As some of us have observed time and again on this Blog, the substantive aspects of securities regulation have become progressively extensive and sophisticated in India. Over the last two decades of SEBI’s functioning, it has constantly updated securities laws to meet with market developments, whether it is in the primary markets (IPOs, QIPs, etc.) or in the secondary markets (insider trading, market manipulation, etc.). However, one principal quibble has often been the lack of effective enforcement of these laws by SEBI. Robust substantive laws are no good until they are effectively enforced by the regulator.
This perceptible regulatory gap is now sought to be addressed through the ordinance route. Last week, the Union Cabinet approved and the President promulgated the Securities Laws (Amendment) Ordinance, 2013 which brings about significant changes, especially on the enforcement powers and authorities of SEBI. A quick review of the Ordinance indicates that it has been primarily been driven by lessons garnered from recent episodes involving securities law matters. The key ones are the Sahara case, the Saradha group scandal and the spate of insider trading cases decided by SEBI and heard and dealt with on appeal by the Securities Appellate Tribunal (SAT). Apart from a substantive change in the Ordinance relating to the expansion of the scope of collective investment schemes (CIS), all other changes are aimed at bolstering SEBI’s investigative and enforcement powers.
The Ordinance brings about amendments to the triumvirate of securities laws in India, being (i) the SEBI Act, 1992, (ii) the Securities Contracts (Regulation) Act, 1956 and (iii) the Depositories Act, 1996. The key changes are as follows:
1. Collective Investment Schemes
In order to obviate any doubt regarding SEBI’s domain over innovative methods of raising funds from investors, the scope of the CIS has been clarified. Under section 11AA of the SEBI Act, which details the parameters of a CIS, it is now stated that “pooling of funds under any scheme or arrangement” involving a corpus of Rs. 100 crores or more shall be deemed to be a CIS whether or not it is registered with SEBI. Hence, registration with SEBI is not a prerequisite for such scheme to fall within the regulatory purview of SEBI.
2. Investigative Powers
Section 11C of the SEBI Act that deals with investigation by SEBI has been bolstered by conferring additional powers to SEBI, to be exercised under the authority of its Chairman. These include search and seizure, recording of statements under oath, etc. that will add to the currently available powers.
Moreover, SEBI can call for information and records relevant for information, including telephone call data records. This had become a bone of contention in several insider trading cases where direct evidence is hardly available and SEBI has had to rely on circumstantial evidence. Considerable pressure was also imposed on SEBI through international developments where call records were the basis on which convictions were obtained in the US in the Rajaratnam and Rajat Gupta insider trading cases.

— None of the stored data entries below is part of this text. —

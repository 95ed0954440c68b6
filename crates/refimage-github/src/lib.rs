//! # refimage-github — GitHub Content Repository Client
//!
//! Typed HTTP client for the remote content store holding the product
//! images. Two concerns, matching the two halves of the proxy:
//!
//! - **Tree scanning** — resolve the configured branch to its current
//!   commit, the commit to its root tree, and fetch the full recursive
//!   listing in a single call. Used once per cache build.
//! - **Raw content retrieval** — fetch one file's bytes (or just its
//!   headers) from the raw-content endpoint, translating every transport
//!   and status outcome into a typed result.
//!
//! All calls are authenticated with the bearer token from `GITHUB_TOKEN`.
//! No retries are performed here — a failed call is reported to the one
//! caller that triggered it.

mod client;
mod config;
mod error;

pub use client::{FetchKind, GithubClient, RawContent, TreeEntry};
pub use config::{GithubConfig, BRANCH, IMAGES_PREFIX, OWNER, REPO};
pub use error::{ConfigError, FetchError, TreeScanError};
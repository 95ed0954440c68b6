//! # GitHub HTTP Client
//!
//! Wraps a `reqwest::Client` carrying the bearer token and GitHub accept
//! header as default headers, with a fixed per-request timeout. The tree
//! scan endpoints live on the REST API host; raw content lives on the
//! raw-content host, addressed by branch and percent-encoded path.

use serde::Deserialize;
use url::Url;

use crate::config::GithubConfig;
use crate::error::{ConfigError, FetchError, TreeScanError};

/// Content type assumed when the content store omits one.
const DEFAULT_CONTENT_TYPE: &str = "image/jpeg";

/// Which request to issue against the raw-content endpoint.
#[derive(Debug, Clone, Copy, PartialEq, Eq)]
pub enum FetchKind {
    /// Download the file's bytes.
    Get,
    /// Fetch headers only; the returned body is empty.
    Head,
}

/// Result of a successful raw-content fetch.
#[derive(Debug, Clone)]
pub struct RawContent {
    /// File bytes. Empty for [`FetchKind::Head`].
    pub bytes: Vec<u8>,
    /// Content type reported upstream, or `image/jpeg` when absent.
    pub content_type: String,
    /// Upstream `Content-Length`, when reported.
    pub content_length: Option<u64>,
}

/// One entry of the recursive tree listing.
#[derive(Debug, Clone, Deserialize)]
pub struct TreeEntry {
    /// Slash-separated path of the entry inside the repository.
    pub path: String,
    /// Entry kind: `"blob"` for files, `"tree"` for directories.
    #[serde(rename = "type")]
    pub entry_type: String,
}

impl TreeEntry {
    /// Whether this entry is a file.
    pub fn is_blob(&self) -> bool {
        self.entry_type == "blob"
    }

    /// The entry's base name (final path component).
    pub fn base_name(&self) -> &str {
        self.path.rsplit('/').next().unwrap_or(&self.path)
    }
}

#[derive(Deserialize)]
struct RefResponse {
    object: ObjectSha,
}

#[derive(Deserialize)]
struct ObjectSha {
    sha: String,
}

#[derive(Deserialize)]
struct CommitResponse {
    tree: TreeSha,
}

#[derive(Deserialize)]
struct TreeSha {
    sha: String,
}

#[derive(Deserialize)]
struct TreeResponse {
    tree: Vec<TreeEntry>,
}

/// Authenticated client for the content repository.
#[derive(Debug)]
pub struct GithubClient {
    http: reqwest::Client,
    api_base: String,
    raw_root: Url,
    config: GithubConfig,
}

impl GithubClient {
    /// Build a client from configuration.
    ///
    /// # Errors
    ///
    /// Returns [`ConfigError::Client`] when the token contains characters
    /// that cannot form a header value or a base URL does not parse.
    pub fn new(config: GithubConfig) -> Result<Self, ConfigError> {
        let mut headers = reqwest::header::HeaderMap::new();
        headers.insert(
            reqwest::header::AUTHORIZATION,
            reqwest::header::HeaderValue::from_str(&format!("Bearer {}", config.token))
                .map_err(|_| ConfigError::Client("invalid token characters".to_string()))?,
        );
        headers.insert(
            reqwest::header::ACCEPT,
            reqwest::header::HeaderValue::from_static("application/vnd.github.v3+json"),
        );

        let http = reqwest::Client::builder()
            .user_agent(concat!("refimage/", env!("CARGO_PKG_VERSION")))
            .timeout(std::time::Duration::from_secs(config.timeout_secs))
            .default_headers(headers)
            .build()
            .map_err(|e| ConfigError::Client(format!("failed to build HTTP client: {e}")))?;

        let api_base = config.api_base.trim_end_matches('/').to_string();

        let mut raw_root = Url::parse(&config.raw_base)
            .map_err(|e| ConfigError::Client(format!("invalid raw base URL: {e}")))?;
        raw_root
            .path_segments_mut()
            .map_err(|()| ConfigError::Client("raw base URL cannot carry a path".to_string()))?
            .pop_if_empty()
            .extend([&config.owner, &config.repo, &config.branch]);

        Ok(Self {
            http,
            api_base,
            raw_root,
            config,
        })
    }

    /// The configuration this client was built from.
    pub fn config(&self) -> &GithubConfig {
        &self.config
    }

    // ── Tree scan ────────────────────────────────────────────────────

    /// Resolve the configured branch to its current commit identifier.
    pub async fn branch_head(&self) -> Result<String, TreeScanError> {
        let url = format!(
            "{}/repos/{}/{}/git/ref/heads/{}",
            self.api_base, self.config.owner, self.config.repo, self.config.branch
        );
        let resp: RefResponse = self.get_json(url).await?;
        Ok(resp.object.sha)
    }

    /// Resolve a commit to its root tree identifier.
    pub async fn commit_tree(&self, commit_sha: &str) -> Result<String, TreeScanError> {
        let url = format!(
            "{}/repos/{}/{}/git/commits/{}",
            self.api_base, self.config.owner, self.config.repo, commit_sha
        );
        let resp: CommitResponse = self.get_json(url).await?;
        Ok(resp.tree.sha)
    }

    /// Fetch the full recursive listing of a tree in a single call.
    ///
    /// A directory-by-directory walk would not scale to repositories with
    /// many thousands of files under one nested prefix; the recursive
    /// listing has no per-directory entry limit.
    pub async fn recursive_tree(&self, tree_sha: &str) -> Result<Vec<TreeEntry>, TreeScanError> {
        let url = format!(
            "{}/repos/{}/{}/git/trees/{}?recursive=1",
            self.api_base, self.config.owner, self.config.repo, tree_sha
        );
        let resp: TreeResponse = self.get_json(url).await?;
        Ok(resp.tree)
    }

    async fn get_json<T: serde::de::DeserializeOwned>(
        &self,
        url: String,
    ) -> Result<T, TreeScanError> {
        let resp = self
            .http
            .get(&url)
            .send()
            .await
            .map_err(|e| TreeScanError::Http {
                endpoint: url.clone(),
                source: e,
            })?;

        let status = resp.status();
        if !status.is_success() {
            let body = resp.text().await.unwrap_or_default();
            return Err(TreeScanError::Status {
                endpoint: url,
                status: status.as_u16(),
                body,
            });
        }

        resp.json()
            .await
            .map_err(|e| TreeScanError::Deserialization {
                endpoint: url,
                source: e,
            })
    }

    // ── Raw content ──────────────────────────────────────────────────

    /// Fetch one file from the raw-content endpoint.
    ///
    /// The path is percent-encoded per segment (slashes preserved). Every
    /// transport and status outcome maps to one [`FetchError`] variant;
    /// only HTTP 200 is a success.
    pub async fn fetch_raw(&self, path: &str, kind: FetchKind) -> Result<RawContent, FetchError> {
        let url = self.raw_url(path)?;

        let request = match kind {
            FetchKind::Get => self.http.get(url),
            FetchKind::Head => self.http.head(url),
        };

        let resp = request
            .send()
            .await
            .map_err(|e| classify_transport(path, e))?;

        match resp.status().as_u16() {
            200 => {}
            403 => {
                return Err(FetchError::Forbidden {
                    path: path.to_string(),
                })
            }
            404 => {
                return Err(FetchError::NotFound {
                    path: path.to_string(),
                })
            }
            429 => {
                return Err(FetchError::RateLimited {
                    path: path.to_string(),
                })
            }
            status => {
                return Err(FetchError::Upstream {
                    path: path.to_string(),
                    status,
                })
            }
        }

        let content_type = resp
            .headers()
            .get(reqwest::header::CONTENT_TYPE)
            .and_then(|v| v.to_str().ok())
            .unwrap_or(DEFAULT_CONTENT_TYPE)
            .to_string();
        let content_length = resp
            .headers()
            .get(reqwest::header::CONTENT_LENGTH)
            .and_then(|v| v.to_str().ok())
            .and_then(|v| v.parse().ok());

        let bytes = match kind {
            FetchKind::Head => Vec::new(),
            FetchKind::Get => resp
                .bytes()
                .await
                .map_err(|e| classify_transport(path, e))?
                .to_vec(),
        };

        Ok(RawContent {
            bytes,
            content_type,
            content_length,
        })
    }

    fn raw_url(&self, path: &str) -> Result<Url, FetchError> {
        let mut url = self.raw_root.clone();
        url.path_segments_mut()
            .map_err(|()| FetchError::Connection {
                path: path.to_string(),
                detail: "raw base URL cannot carry path segments".to_string(),
            })?
            .extend(path.split('/'));
        Ok(url)
    }
}

fn classify_transport(path: &str, err: reqwest::Error) -> FetchError {
    if err.is_timeout() {
        FetchError::Timeout {
            path: path.to_string(),
        }
    } else {
        FetchError::Connection {
            path: path.to_string(),
            detail: err.to_string(),
        }
    }
}
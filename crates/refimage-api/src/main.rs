//! Server entrypoint.
//!
//! Fails fast when `GITHUB_TOKEN` is absent — the proxy must not serve
//! requests it cannot authenticate upstream. The initial index build is
//! attempted once at startup; if the content store is unavailable the
//! service still comes up and the first lookup retries the build.

use std::net::SocketAddr;

use tracing_subscriber::EnvFilter;

use refimage_api::state::AppState;
use refimage_github::{GithubClient, GithubConfig};

#[tokio::main]
async fn main() {
    tracing_subscriber::fmt()
        .with_env_filter(
            EnvFilter::try_from_default_env().unwrap_or_else(|_| EnvFilter::new("info")),
        )
        .init();

    let config = match GithubConfig::from_env() {
        Ok(config) => config,
        Err(e) => {
            tracing::error!("{e}");
            std::process::exit(1);
        }
    };
    tracing::info!(token = %config.token_preview(), "GitHub token loaded from environment");

    let client = match GithubClient::new(config) {
        Ok(client) => client,
        Err(e) => {
            tracing::error!("{e}");
            std::process::exit(1);
        }
    };
    let state = AppState::new(client);

    if let Err(e) = state.cache.ensure_loaded().await {
        tracing::warn!("initial cache build failed, will retry on first lookup: {e}");
    }

    let port: u16 = std::env::var("REFIMAGE_PORT")
        .ok()
        .and_then(|s| s.parse().ok())
        .unwrap_or(8000);

    let addr = SocketAddr::from(([0, 0, 0, 0], port));
    tracing::info!("refimage-api listening on {addr}");

    let listener = tokio::net::TcpListener::bind(addr)
        .await
        .expect("failed to bind listener");
    axum::serve(listener, refimage_api::app(state).into_make_service())
        .await
        .expect("server error");
}
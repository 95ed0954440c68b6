//! Validation error for caller-supplied reference strings.

use thiserror::Error;

/// Errors raised when a caller-supplied value cannot be turned into a
/// canonical [`Reference`](crate::Reference).
///
/// Validation is purely local: a value that fails here must never reach the
/// cache or the remote content store.
#[derive(Debug, Clone, PartialEq, Eq, Error)]
pub enum ValidationError {
    /// The input did not reduce to exactly 7 decimal digits.
    #[error(
        "invalid reference format: {input:?} — expected NNNNNNN (7 digits), NNN.NNNN, or NNN-NNNN"
    )]
    InvalidReference {
        /// The offending input, whitespace-trimmed.
        input: String,
    },
}
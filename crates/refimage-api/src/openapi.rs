//! OpenAPI document, generated with utoipa derive macros and served at
//! `/openapi.json`.

use axum::routing::get;
use axum::{Json, Router};
use utoipa::OpenApi;

use crate::state::AppState;

/// The OpenAPI 3 document for the proxy's surface.
#[derive(OpenApi)]
#[openapi(
    info(
        title = "Reference image proxy",
        description = "Resolves 7-digit product references to images in the content repository and proxies their bytes."
    ),
    paths(
        crate::routes::image::image_by_reference,
        crate::routes::admin::reload_cache,
        crate::routes::admin::status,
        crate::routes::admin::root,
    ),
    components(schemas(
        crate::error::ErrorBody,
        crate::error::ErrorDetail,
        crate::routes::admin::ReloadResponse,
        crate::routes::admin::StatusResponse,
    )),
    tags(
        (name = "images", description = "Reference lookup and image proxying"),
        (name = "cache", description = "Index administration"),
        (name = "service", description = "Service metadata"),
    )
)]
pub struct ApiDoc;

/// Router serving the generated document.
pub fn router() -> Router<AppState> {
    Router::new().route("/openapi.json", get(serve))
}

async fn serve() -> Json<utoipa::openapi::OpenApi> {
    Json(ApiDoc::openapi())
}
//! Serialized page state crossing the script-engine boundary.
//!
//! The walker cannot share closures with the page's script sandbox, so the
//! page driver serializes the document once per capture: element tree with
//! computed style, layout boxes, attributes, and form state. Everything the
//! walker needs is in this payload; no further round trips happen during a
//! walk.

use std::collections::HashMap;

use serde::{Deserialize, Serialize};

use super::types::{BoundingBox, Viewport};

/// One captured page document.
#[derive(Debug, Clone, Serialize, Deserialize)]
pub struct RawDocument {
    /// Page URL at capture time.
    pub url: String,
    /// Page title at capture time.
    pub title: String,
    /// Viewport dimensions.
    #[serde(default)]
    pub viewport: Viewport,
    /// The `<body>` element and its subtree.
    pub body: RawElement,
}

impl RawDocument {
    /// Find the first element (document order) with the given id.
    pub fn find_by_id(&self, id: &str) -> Option<&RawElement> {
        self.body.find(&|el| el.id() == Some(id))
    }

    /// Find the first element (document order) matching a predicate.
    pub fn find_first(&self, pred: &dyn Fn(&RawElement) -> bool) -> Option<&RawElement> {
        self.body.find(pred)
    }
}

/// Computed style fields relevant to the visibility policy.
#[derive(Debug, Clone, Serialize, Deserialize)]
pub struct RawStyle {
    #[serde(default = "default_display")]
    pub display: String,
    #[serde(default = "default_visibility")]
    pub visibility: String,
    #[serde(default = "default_opacity")]
    pub opacity: f64,
}

fn default_display() -> String {
    "block".to_string()
}

fn default_visibility() -> String {
    "visible".to_string()
}

fn default_opacity() -> f64 {
    1.0
}

impl Default for RawStyle {
    fn default() -> Self {
        Self {
            display: default_display(),
            visibility: default_visibility(),
            opacity: default_opacity(),
        }
    }
}

/// One serialized element.
///
/// `attrs` holds HTML attributes verbatim; `value`, `checked` and `disabled`
/// are live form state (DOM properties, not attributes) and are only set for
/// elements that have such state.
#[derive(Debug, Clone, Serialize, Deserialize)]
pub struct RawElement {
    /// Lowercase tag name.
    pub tag: String,
    #[serde(default)]
    pub attrs: HashMap<String, String>,
    #[serde(default)]
    pub style: RawStyle,
    /// Border box, viewport-relative.
    #[serde(default)]
    pub bbox: BoundingBox,
    /// Direct text content (not including descendants).
    #[serde(default)]
    pub text: String,
    #[serde(default, skip_serializing_if = "Option::is_none")]
    pub value: Option<String>,
    #[serde(default, skip_serializing_if = "Option::is_none")]
    pub checked: Option<bool>,
    #[serde(default, skip_serializing_if = "Option::is_none")]
    pub disabled: Option<bool>,
    #[serde(default)]
    pub children: Vec<RawElement>,
}

impl RawElement {
    /// Create an element with the given tag and empty everything else.
    ///
    /// The zero-sized default bbox makes an untouched element fail the
    /// visibility test; drivers always report real layout boxes.
    pub fn new(tag: impl Into<String>) -> Self {
        Self {
            tag: tag.into(),
            attrs: HashMap::new(),
            style: RawStyle::default(),
            bbox: BoundingBox::default(),
            text: String::new(),
            value: None,
            checked: None,
            disabled: None,
            children: Vec::new(),
        }
    }

    /// Set an attribute (builder style, for drivers and tests).
    pub fn with_attr(mut self, name: impl Into<String>, value: impl Into<String>) -> Self {
        self.attrs.insert(name.into(), value.into());
        self
    }

    /// Set direct text content.
    pub fn with_text(mut self, text: impl Into<String>) -> Self {
        self.text = text.into();
        self
    }

    /// Set the layout box.
    pub fn with_bbox(mut self, x: f64, y: f64, width: f64, height: f64) -> Self {
        self.bbox = BoundingBox::new(x, y, width, height);
        self
    }

    /// Set computed style fields.
    pub fn with_style(mut self, style: RawStyle) -> Self {
        self.style = style;
        self
    }

    /// Append a child element.
    pub fn with_child(mut self, child: RawElement) -> Self {
        self.children.push(child);
        self
    }

    /// Get an attribute value.
    pub fn attr(&self, name: &str) -> Option<&str> {
        self.attrs.get(name).map(String::as_str)
    }

    /// Non-empty id attribute, if any.
    pub fn id(&self) -> Option<&str> {
        self.attr("id").filter(|v| !v.is_empty())
    }

    /// Whether the element is editable content (`contenteditable` present
    /// without an explicit opt-out value).
    pub fn is_content_editable(&self) -> bool {
        matches!(self.attr("contenteditable"), Some("") | Some("true"))
    }

    /// Full text content: direct text plus all descendants, document order.
    pub fn text_content(&self) -> String {
        let mut out = String::new();
        self.collect_text(&mut out);
        out
    }

    fn collect_text(&self, out: &mut String) {
        out.push_str(&self.text);
        for child in &self.children {
            child.collect_text(out);
        }
    }

    /// Depth-first pre-order search for the first matching element.
    pub fn find(&self, pred: &dyn Fn(&RawElement) -> bool) -> Option<&RawElement> {
        if pred(self) {
            return Some(self);
        }
        self.children.iter().find_map(|c| c.find(pred))
    }
}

The power of SEBI is also extended to obtaining information from international sources through regulators in other countries with whom it has entered into an arrangement for sharing of information. This becomes relevant in indirect foreign investments through entities such as foreign institutional investors (FIIs) where the know-your-customer (KYC) norms may not have been implemented adequately by the entities involved.
3. Enforcement Methods / Remedies
Even where SEBI has been successful in obtaining favourable outcomes in enforcing its regulation, often the consequences on violators have been less than desirable. A standing example of this (although somewhat exceptional) is the Sahara case where despite a favourable ruling from the Supreme Court, there have been delays and difficulties in successfully enforcing those orders against the persons guilty of non-compliance. These are sought to be rectified by the Ordinance by granting specific powers to SEBI to attach the violators’ property, bank accounts, and also the arrest and detention of the violator in prison.
4. Special Courts
In order to ensure that cases involving securities regulation that go to court are dealt with in a timely manner, the Ordinance envisages the establishment of special courts to handle such cases. This is especially because there has been no track record of criminal prosecution of securities offenders that may act as a deterrent in the markets. While this is understandable, the use of special courts and tribunals have often been susceptible to legal challenge, and it remains to be seen whether such impediments will be placed in the way of establishment and functioning of special courts for securities laws.